Some suggestions (though having one PT session would be the best!):
Warm-up thoroughly, so that the knee joint has plenty of circulation going before you start the main workout. 10 minutes isn't out of the question. Also, gradually work into a bigger ROM, starting shallow in most moves.
Try to reduce inflammation. You can do that by icing the knee right after a workout. Also,, "Blue Mangosteen" (which I get from here:
http://www.oneluckyduck.com/index.asp?PageAction=VIEWPROD&ProdID=207 ) is an excellent anti-inflammatory made from dried/powdered mangosteenn and Klamath Lake Blue-Green algae. It takes a while to work, but it does seem to work well. I've been taking it daily (the contents of two opened capsules in a smoothie) and I notice the difference when I skip it for several days. Eating antioxidant-rich foods and avoiding too many acid-producing foods (animal products, most grains, most nuts--except almonds) can also help with inflammation.

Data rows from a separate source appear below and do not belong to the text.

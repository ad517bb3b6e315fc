//! Reveal lifecycle
//!
//! Each drawable owns a boolean "started" flag that the host flips from its
//! mount/unmount callbacks. The flag drives a progress value between 0 and 1
//! which the chart applies either as a path trim ([`RevealKind::Draw`]) or a
//! vertical scale from the bottom edge ([`RevealKind::Scale`]).
//!
//! ```text
//!   Unmounted --Appear--> Entering --Settle--> Shown
//!       ^                  |    ^                |
//!       |            Disappear  Appear       Disappear
//!       |                  v    |                |
//!       +-----Settle----- Exiting <--------------+
//! ```

use serde::{Deserialize, Serialize};
use slotmap::{new_key_type, SlotMap};
use smallvec::SmallVec;

use crate::animation::Animation;
use crate::transition::ValueTransition;

new_key_type! {
    /// Unique identifier for a reveal controller
    pub struct RevealId;
}

/// How progress is applied to a drawable
#[derive(Clone, Copy, Debug, Default, PartialEq, Eq, Hash, Serialize, Deserialize)]
#[serde(rename_all = "snake_case")]
pub enum RevealKind {
    /// Trim the path from 0 to its full length.
    #[default]
    Draw,
    /// Scale vertically from the bottom anchor.
    Scale,
}

#[derive(Clone, Copy, Debug, Default, PartialEq, Eq, Hash)]
pub enum RevealPhase {
    #[default]
    Unmounted,
    Entering,
    Shown,
    Exiting,
}

#[derive(Clone, Copy, Debug, PartialEq, Eq, Hash)]
pub enum LifecycleEvent {
    /// Host mounted the drawable.
    Appear,
    /// Host is about to unmount the drawable.
    Disappear,
    /// The running transition finished.
    Settle,
}

impl RevealPhase {
    fn next(self, event: LifecycleEvent) -> Option<RevealPhase> {
        use LifecycleEvent::*;
        use RevealPhase::*;
        match (self, event) {
            (Unmounted | Exiting, Appear) => Some(Entering),
            (Entering | Shown, Disappear) => Some(Exiting),
            (Entering, Settle) => Some(Shown),
            (Exiting, Settle) => Some(Unmounted),
            _ => None,
        }
    }
}

/// Per-drawable reveal state machine
#[derive(Clone, Debug)]
pub struct RevealController {
    phase: RevealPhase,
    started: bool,
    progress: f32,
    animation: Animation,
    transition: Option<ValueTransition>,
    /// History of transitions (for debugging)
    history: SmallVec<[(RevealPhase, LifecycleEvent, RevealPhase); 4]>,
}

impl RevealController {
    pub fn new(animation: Animation) -> Self {
        Self {
            phase: RevealPhase::Unmounted,
            started: false,
            progress: 0.0,
            animation,
            transition: None,
            history: SmallVec::new(),
        }
    }

    pub fn phase(&self) -> RevealPhase {
        self.phase
    }

    /// The boolean the host flips on mount/unmount.
    pub fn is_started(&self) -> bool {
        self.started
    }

    /// Current reveal progress, 0.0 (hidden) to 1.0 (fully shown).
    pub fn progress(&self) -> f32 {
        self.progress
    }

    pub fn is_animating(&self) -> bool {
        self.transition.is_some()
    }

    pub fn history(&self) -> &[(RevealPhase, LifecycleEvent, RevealPhase)] {
        &self.history
    }

    /// "On appear" hook.
    pub fn on_appear(&mut self) -> RevealPhase {
        if self.send(LifecycleEvent::Appear) {
            self.started = true;
            self.animate_to(1.0);
        }
        self.phase
    }

    /// "On disappear" hook.
    pub fn on_disappear(&mut self) -> RevealPhase {
        if self.send(LifecycleEvent::Disappear) {
            self.started = false;
            self.animate_to(0.0);
        }
        self.phase
    }

    /// Advance the running transition by `dt_ms`.
    pub fn tick(&mut self, dt_ms: f32) -> RevealPhase {
        if let Some(transition) = self.transition.as_mut() {
            transition.step(dt_ms);
            self.progress = transition.value();
            if transition.is_finished() {
                self.transition = None;
                self.send(LifecycleEvent::Settle);
            }
        }
        self.phase
    }

    fn animate_to(&mut self, target: f32) {
        if self.animation.is_instant() {
            self.progress = target;
            self.transition = None;
            self.send(LifecycleEvent::Settle);
            return;
        }
        // Retargets from wherever an interrupted transition left off.
        self.transition = Some(ValueTransition::new(self.progress, target, &self.animation));
    }

    fn send(&mut self, event: LifecycleEvent) -> bool {
        let from = self.phase;
        let Some(to) = from.next(event) else {
            tracing::trace!(?from, ?event, "reveal event ignored");
            return false;
        };
        self.phase = to;
        if self.history.len() == self.history.inline_size() {
            self.history.remove(0);
        }
        self.history.push((from, event, to));
        tracing::trace!(?from, ?event, ?to, "reveal transition");
        true
    }
}

impl Default for RevealController {
    fn default() -> Self {
        Self::new(Animation::default())
    }
}

/// Owns the reveal controllers of every drawable in one overlay
#[derive(Debug)]
pub struct RevealRuntime {
    controllers: SlotMap<RevealId, RevealController>,
}

impl RevealRuntime {
    pub fn new() -> Self {
        Self {
            controllers: SlotMap::with_key(),
        }
    }

    pub fn create(&mut self, animation: Animation) -> RevealId {
        self.controllers.insert(RevealController::new(animation))
    }

    /// Progress of a controller; unknown ids read as hidden.
    pub fn progress(&self, id: RevealId) -> f32 {
        self.controllers.get(id).map_or(0.0, |c| c.progress())
    }

    pub fn phase(&self, id: RevealId) -> Option<RevealPhase> {
        self.controllers.get(id).map(|c| c.phase())
    }

    pub fn appear_all(&mut self) {
        for (_, c) in self.controllers.iter_mut() {
            c.on_appear();
        }
    }

    pub fn disappear_all(&mut self) {
        for (_, c) in self.controllers.iter_mut() {
            c.on_disappear();
        }
    }

    pub fn tick(&mut self, dt_ms: f32) {
        for (_, c) in self.controllers.iter_mut() {
            c.tick(dt_ms);
        }
    }

    /// Check if any reveal is still animating
    pub fn has_active_animations(&self) -> bool {
        self.controllers.iter().any(|(_, c)| c.is_animating())
    }

    pub fn remove(&mut self, id: RevealId) -> Option<RevealController> {
        self.controllers.remove(id)
    }

    pub fn len(&self) -> usize {
        self.controllers.len()
    }

    pub fn is_empty(&self) -> bool {
        self.controllers.is_empty()
    }
}

impl Default for RevealRuntime {
    fn default() -> Self {
        Self::new()
    }
}

#[cfg(test)]
mod tests {
    use super::*;

    #[test]
    fn mount_reveals_then_unmount_hides() {
        let mut c = RevealController::new(Animation::linear(100));
        assert_eq!(c.phase(), RevealPhase::Unmounted);
        assert!(!c.is_started());

        assert_eq!(c.on_appear(), RevealPhase::Entering);
        assert!(c.is_started());
        c.tick(50.0);
        assert!((c.progress() - 0.5).abs() < 1e-6);
        assert_eq!(c.tick(50.0), RevealPhase::Shown);
        assert_eq!(c.progress(), 1.0);

        assert_eq!(c.on_disappear(), RevealPhase::Exiting);
        assert!(!c.is_started());
        assert_eq!(c.tick(100.0), RevealPhase::Unmounted);
        assert_eq!(c.progress(), 0.0);
    }

    #[test]
    fn interrupted_exit_resumes_from_current_progress() {
        let mut c = RevealController::new(Animation::linear(100));
        c.on_appear();
        c.tick(100.0);
        c.on_disappear();
        c.tick(30.0);
        assert!((c.progress() - 0.7).abs() < 1e-5);

        assert_eq!(c.on_appear(), RevealPhase::Entering);
        c.tick(50.0);
        assert!((c.progress() - 0.85).abs() < 1e-5);
    }

    #[test]
    fn instant_animation_settles_immediately() {
        let mut c = RevealController::new(Animation::none());
        assert_eq!(c.on_appear(), RevealPhase::Shown);
        assert_eq!(c.progress(), 1.0);
        assert!(!c.is_animating());
    }

    #[test]
    fn repeated_appear_is_ignored() {
        let mut c = RevealController::new(Animation::linear(10));
        c.on_appear();
        c.tick(10.0);
        assert_eq!(c.on_appear(), RevealPhase::Shown);
        assert_eq!(
            c.history(),
            &[
                (RevealPhase::Unmounted, LifecycleEvent::Appear, RevealPhase::Entering),
                (RevealPhase::Entering, LifecycleEvent::Settle, RevealPhase::Shown),
            ]
        );
    }

    #[test]
    fn runtime_drives_every_controller() {
        let mut rt = RevealRuntime::new();
        let a = rt.create(Animation::linear(100));
        let b = rt.create(Animation::linear(200));
        rt.appear_all();
        rt.tick(100.0);
        assert_eq!(rt.phase(a), Some(RevealPhase::Shown));
        assert!((rt.progress(b) - 0.5).abs() < 1e-6);
        assert!(rt.has_active_animations());

        rt.remove(a);
        assert_eq!(rt.len(), 1);
        assert_eq!(rt.progress(a), 0.0);
    }
}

Making sure that the muscles around the knee are balanced in both strength and flexibility is important. The vastus medialus (the "teardrop" muscle on the inside of the knee) is often a weak link.
You can strengthen this and other muscles by doing 'quad sets': sit on the floor with legs straight (either prop your uppper body up on elbows or lie down, whatever is most comfortable). Bend one leg and keep the other straight. Tense the quad in the straight leg, keep the knee locked thoughout the move, and lift the leg under control until the knee is about even with the knee of the bent leg. Hold for a count of two, then lower under control. You can target the VM more by turning the toe of the lifting leg out to about a 45-degree angle. After you work up to sets of 15, add a light ankle weight.
If your knee hurts too much to do that, you can do this alternative exercise: in the same position, but with a folded towel under the knee of the straight leg, press down into the towel to activate the quads.
Also, make sure to stretch all the muscles around the knee, especially the hamstrings, hip flexor and IT band.
You may want to look into your biomechanics when doing lunges, since that's the exercise that gave you trouble (and obviously it was because something was not right). Make sure the knee doesn't buckle in, keep the knee back of the toe. Once you get back into doing lunges, it may help to stick with static lunges (even while holding onto something for help with balance and form) and/or doing lunges with the front foot on a 4-6 inch platform).
Also, as a general rule, if it hurts, DON"T DO IT!